- Work order
Exact copies of all the records are to be printed.

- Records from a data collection
#[cfg(test)]
mod tests {
    use super::*;

    fn lex(input: &str) -> Vec<Token> {
        tokenize("test", input).expect("should tokenize")
    }

    fn kinds(input: &str) -> Vec<TokenKind> {
        lex(input).iter().map(|t| t.kind).collect()
    }

    #[test]
    fn names_and_whitespace() {
        assert_eq!(
            kinds("foo bar"),
            vec![
                TokenKind::Name,
                TokenKind::Whitespace,
                TokenKind::Name,
                TokenKind::Eof
            ]
        );
    }

    #[test]
    fn punctuation() {
        assert_eq!(
            kinds("()[]{}`,"),
            vec![
                TokenKind::LeftParen,
                TokenKind::RightParen,
                TokenKind::LeftBracket,
                TokenKind::RightBracket,
                TokenKind::LeftBrace,
                TokenKind::RightBrace,
                TokenKind::Backtick,
                TokenKind::Comma,
                TokenKind::Eof
            ]
        );
    }

    #[test]
    fn line_separators() {
        assert_eq!(
            kinds("a;b\nc"),
            vec![
                TokenKind::Name,
                TokenKind::Line,
                TokenKind::Name,
                TokenKind::Line,
                TokenKind::Name,
                TokenKind::Eof
            ]
        );
    }

    #[test]
    fn keywords_and_bools() {
        let tokens = lex("if true then nothing");
        assert_eq!(tokens[0].kind, TokenKind::If);
        assert_eq!(tokens[2].kind, TokenKind::Bool);
        assert_eq!(tokens[2].bool_value(), Some(true));
        assert_eq!(tokens[4].kind, TokenKind::Then);
        assert_eq!(tokens[6].kind, TokenKind::Nothing);
    }

    #[test]
    fn field_labels() {
        let tokens = lex("x: if: 0:");
        assert_eq!(tokens[0].kind, TokenKind::Field);
        assert_eq!(tokens[0].string_value(), Some("x"));
        assert_eq!(tokens[0].text, "x:");
        // Reserved words are only looked up for names.
        assert_eq!(tokens[2].kind, TokenKind::Field);
        assert_eq!(tokens[2].string_value(), Some("if"));
        assert_eq!(tokens[4].kind, TokenKind::Field);
        assert_eq!(tokens[4].string_value(), Some("0"));
    }

    #[test]
    fn minus_forms() {
        let tokens = lex("-12 - -> -x");
        assert_eq!(tokens[0].kind, TokenKind::Int);
        assert_eq!(tokens[0].int_value(), Some(-12));
        assert_eq!(tokens[2].kind, TokenKind::Minus);
        assert_eq!(tokens[4].kind, TokenKind::Name);
        assert_eq!(tokens[4].text, "->");
        assert_eq!(tokens[6].kind, TokenKind::Minus);
        assert_eq!(tokens[7].text, "x");
    }

    #[test]
    fn operator_runs_absorb_names() {
        let tokens = lex("+b ++ <=");
        assert_eq!(tokens[0].kind, TokenKind::Name);
        assert_eq!(tokens[0].text, "+b");
        assert_eq!(tokens[2].text, "++");
        assert_eq!(tokens[4].kind, TokenKind::Lte);
    }

    #[test]
    fn slash_operator() {
        let tokens = lex("a / b /= c");
        assert_eq!(tokens[2].kind, TokenKind::Slash);
        assert_eq!(tokens[6].kind, TokenKind::Name);
        assert_eq!(tokens[6].text, "/=");
    }

    #[test]
    fn string_escapes() {
        let tokens = lex(r#""a\tb\x41\"\\""#);
        assert_eq!(tokens[0].string_value(), Some("a\tbA\"\\"));
        assert_eq!(tokens[0].text, r#""a\tb\x41\"\\""#);
    }

    #[test]
    fn string_spanning_lines() {
        let tokens = lex("\"a\nb\" c");
        assert_eq!(tokens[0].string_value(), Some("a\nb"));
        assert_eq!(tokens[2].span.start_line(), 2);
    }

    #[test]
    fn unterminated_string() {
        let err = tokenize("test", "\"abc").unwrap_err();
        assert_eq!(err.kind, LexErrorKind::UnterminatedString);
    }

    #[test]
    fn invalid_escape() {
        let err = tokenize("test", r#""\q""#).unwrap_err();
        assert_eq!(err.kind, LexErrorKind::InvalidEscape('q'));
    }

    #[test]
    fn invalid_hex_digit() {
        let err = tokenize("test", r#""\x4g""#).unwrap_err();
        assert_eq!(err.kind, LexErrorKind::InvalidHexDigit('g'));
    }

    #[test]
    fn comments() {
        let tokens = lex("// plain \n///  doc  \n//// also doc");
        assert_eq!(tokens[0].kind, TokenKind::LineComment);
        assert_eq!(tokens[0].string_value(), Some("plain"));
        assert_eq!(tokens[2].kind, TokenKind::DocComment);
        assert_eq!(tokens[2].string_value(), Some("doc"));
        assert_eq!(tokens[4].kind, TokenKind::DocComment);
        assert_eq!(tokens[4].string_value(), Some("also doc"));
    }

    #[test]
    fn block_comment() {
        assert_eq!(
            kinds("a /* x * / y */ b"),
            vec![
                TokenKind::Name,
                TokenKind::Whitespace,
                TokenKind::BlockComment,
                TokenKind::Whitespace,
                TokenKind::Name,
                TokenKind::Eof
            ]
        );
    }

    #[test]
    fn unterminated_block_comment() {
        let err = tokenize("test", "/*/").unwrap_err();
        assert_eq!(err.kind, LexErrorKind::UnterminatedBlockComment);
    }

    #[test]
    fn number_overflow() {
        let err = tokenize("test", "99999999999999999999").unwrap_err();
        assert!(matches!(err.kind, LexErrorKind::MalformedNumber(_)));
    }

    #[test]
    fn unknown_character() {
        let err = tokenize("test", "a # b").unwrap_err();
        assert_eq!(err.kind, LexErrorKind::UnknownCharacter('#'));
        assert_eq!(err.span.start_col(), 3);
    }

    #[test]
    fn line_continuation() {
        assert_eq!(
            kinds("a \\\nb"),
            vec![
                TokenKind::Name,
                TokenKind::Whitespace,
                TokenKind::LineContinuation,
                TokenKind::Line,
                TokenKind::Name,
                TokenKind::Eof
            ]
        );
    }

    #[test]
    fn eof_repeats() {
        let mut lexer = Lexer::new(StringReader::new("test", ""));
        assert_eq!(lexer.read_token().unwrap().kind, TokenKind::Eof);
        assert_eq!(lexer.read_token().unwrap().kind, TokenKind::Eof);
    }

    #[test]
    fn iterator_stops_after_eof() {
        let lexer = Lexer::new(StringReader::new("test", "x"));
        assert_eq!(lexer.count(), 2);
    }

    #[test]
    fn span_tracking() {
        let tokens = lex("ab\n  cd");
        assert_eq!(tokens[0].span.to_string(), "test (line 1, col 1-3)");
        // newline token ends on the next line
        assert_eq!(tokens[1].span.end_line(), 2);
        assert_eq!(tokens[3].span.start_line(), 2);
        assert_eq!(tokens[3].span.start_col(), 3);
        assert_eq!(tokens[3].span.end_col(), 5);
    }
}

- Task result
#[cfg(test)]
mod tests {
    use super::*;

    fn lex(input: &str) -> Vec<Token> {
        tokenize("test", input).expect("should tokenize")
    }

    fn kinds(input: &str) -> Vec<TokenKind> {
        lex(input).iter().map(|t| t.kind).collect()
    }

    #[test]
    fn names_and_whitespace() {
        assert_eq!(
            kinds("foo bar"),
            vec![
                TokenKind::Name,
                TokenKind::Whitespace,
                TokenKind::Name,
                TokenKind::Eof
            ]
        );
    }

    #[test]
    fn punctuation() {
        assert_eq!(
            kinds("()[]{}`,"),
            vec![
                TokenKind::LeftParen,
                TokenKind::RightParen,
                TokenKind::LeftBracket,
                TokenKind::RightBracket,
                TokenKind::LeftBrace,
                TokenKind::RightBrace,
                TokenKind::Backtick,
                TokenKind::Comma,
                TokenKind::Eof
            ]
        );
    }

    #[test]
    fn line_separators() {
        assert_eq!(
            kinds("a;b\nc"),
            vec![
                TokenKind::Name,
                TokenKind::Line,
                TokenKind::Name,
                TokenKind::Line,
                TokenKind::Name,
                TokenKind::Eof
            ]
        );
    }

    #[test]
    fn keywords_and_bools() {
        let tokens = lex("if true then nothing");
        assert_eq!(tokens[0].kind, TokenKind::If);
        assert_eq!(tokens[2].kind, TokenKind::Bool);
        assert_eq!(tokens[2].bool_value(), Some(true));
        assert_eq!(tokens[4].kind, TokenKind::Then);
        assert_eq!(tokens[6].kind, TokenKind::Nothing);
    }

    #[test]
    fn field_labels() {
        let tokens = lex("x: if: 0:");
        assert_eq!(tokens[0].kind, TokenKind::Field);
        assert_eq!(tokens[0].string_value(), Some("x"));
        assert_eq!(tokens[0].text, "x:");
        // Reserved words are only looked up for names.
        assert_eq!(tokens[2].kind, TokenKind::Field);
        assert_eq!(tokens[2].string_value(), Some("if"));
        assert_eq!(tokens[4].kind, TokenKind::Field);
        assert_eq!(tokens[4].string_value(), Some("0"));
    }

    #[test]
    fn minus_forms() {
        let tokens = lex("-12 - -> -x");
        assert_eq!(tokens[0].kind, TokenKind::Int);
        assert_eq!(tokens[0].int_value(), Some(-12));
        assert_eq!(tokens[2].kind, TokenKind::Minus);
        assert_eq!(tokens[4].kind, TokenKind::Name);
        assert_eq!(tokens[4].text, "->");
        assert_eq!(tokens[6].kind, TokenKind::Minus);
        assert_eq!(tokens[7].text, "x");
    }

    #[test]
    fn operator_runs_absorb_names() {
        let tokens = lex("+b ++ <=");
        assert_eq!(tokens[0].kind, TokenKind::Name);
        assert_eq!(tokens[0].text, "+b");
        assert_eq!(tokens[2].text, "++");
        assert_eq!(tokens[4].kind, TokenKind::Lte);
    }

    #[test]
    fn slash_operator() {
        let tokens = lex("a / b /= c");
        assert_eq!(tokens[2].kind, TokenKind::Slash);
        assert_eq!(tokens[6].kind, TokenKind::Name);
        assert_eq!(tokens[6].text, "/=");
    }

    #[test]
    fn string_escapes() {
        let tokens = lex(r#""a\tb\x41\"\\""#);
        assert_eq!(tokens[0].string_value(), Some("a\tbA\"\\"));
        assert_eq!(tokens[0].text, r#""a\tb\x41\"\\""#);
    }

    #[test]
    fn string_spanning_lines() {
        let tokens = lex("\"a\nb\" c");
        assert_eq!(tokens[0].string_value(), Some("a\nb"));
        assert_eq!(tokens[2].span.start_line(), 2);
    }

    #[test]
    fn unterminated_string() {
        let err = tokenize("test", "\"abc").unwrap_err();
        assert_eq!(err.kind, LexErrorKind::UnterminatedString);
    }

    #[test]
    fn invalid_escape() {
        let err = tokenize("test", r#""\q""#).unwrap_err();
        assert_eq!(err.kind, LexErrorKind::InvalidEscape('q'));
    }

    #[test]
    fn invalid_hex_digit() {
        let err = tokenize("test", r#""\x4g""#).unwrap_err();
        assert_eq!(err.kind, LexErrorKind::InvalidHexDigit('g'));
    }

    #[test]
    fn comments() {
        let tokens = lex("// plain \n///  doc  \n//// also doc");
        assert_eq!(tokens[0].kind, TokenKind::LineComment);
        assert_eq!(tokens[0].string_value(), Some("plain"));
        assert_eq!(tokens[2].kind, TokenKind::DocComment);
        assert_eq!(tokens[2].string_value(), Some("doc"));
        assert_eq!(tokens[4].kind, TokenKind::DocComment);
        assert_eq!(tokens[4].string_value(), Some("also doc"));
    }

    #[test]
    fn block_comment() {
        assert_eq!(
            kinds("a /* x * / y */ b"),
            vec![
                TokenKind::Name,
                TokenKind::Whitespace,
                TokenKind::BlockComment,
                TokenKind::Whitespace,
                TokenKind::Name,
                TokenKind::Eof
            ]
        );
    }

    #[test]
    fn unterminated_block_comment() {
        let err = tokenize("test", "/*/").unwrap_err();
        assert_eq!(err.kind, LexErrorKind::UnterminatedBlockComment);
    }

    #[test]
    fn number_overflow() {
        let err = tokenize("test", "99999999999999999999").unwrap_err();
        assert!(matches!(err.kind, LexErrorKind::MalformedNumber(_)));
    }

    #[test]
    fn unknown_character() {
        let err = tokenize("test", "a # b").unwrap_err();
        assert_eq!(err.kind, LexErrorKind::UnknownCharacter('#'));
        assert_eq!(err.span.start_col(), 3);
    }

    #[test]
    fn line_continuation() {
        assert_eq!(
            kinds("a \\\nb"),
            vec![
                TokenKind::Name,
                TokenKind::Whitespace,
                TokenKind::LineContinuation,
                TokenKind::Line,
                TokenKind::Name,
                TokenKind::Eof
            ]
        );
    }

    #[test]
    fn eof_repeats() {
        let mut lexer = Lexer::new(StringReader::new("test", ""));
        assert_eq!(lexer.read_token().unwrap().kind, TokenKind::Eof);
        assert_eq!(lexer.read_token().unwrap().kind, TokenKind::Eof);
    }

    #[test]
    fn iterator_stops_after_eof() {
        let lexer = Lexer::new(StringReader::new("test", "x"));
        assert_eq!(lexer.count(), 2);
    }

    #[test]
    fn span_tracking() {
        let tokens = lex("ab\n  cd");
        assert_eq!(tokens[0].span.to_string(), "test (line 1, col 1-3)");
        // newline token ends on the next line
        assert_eq!(tokens[1].span.end_line(), 2);
        assert_eq!(tokens[3].span.start_line(), 2);
        assert_eq!(tokens[3].span.start_col(), 3);
        assert_eq!(tokens[3].span.end_col(), 5);
    }
}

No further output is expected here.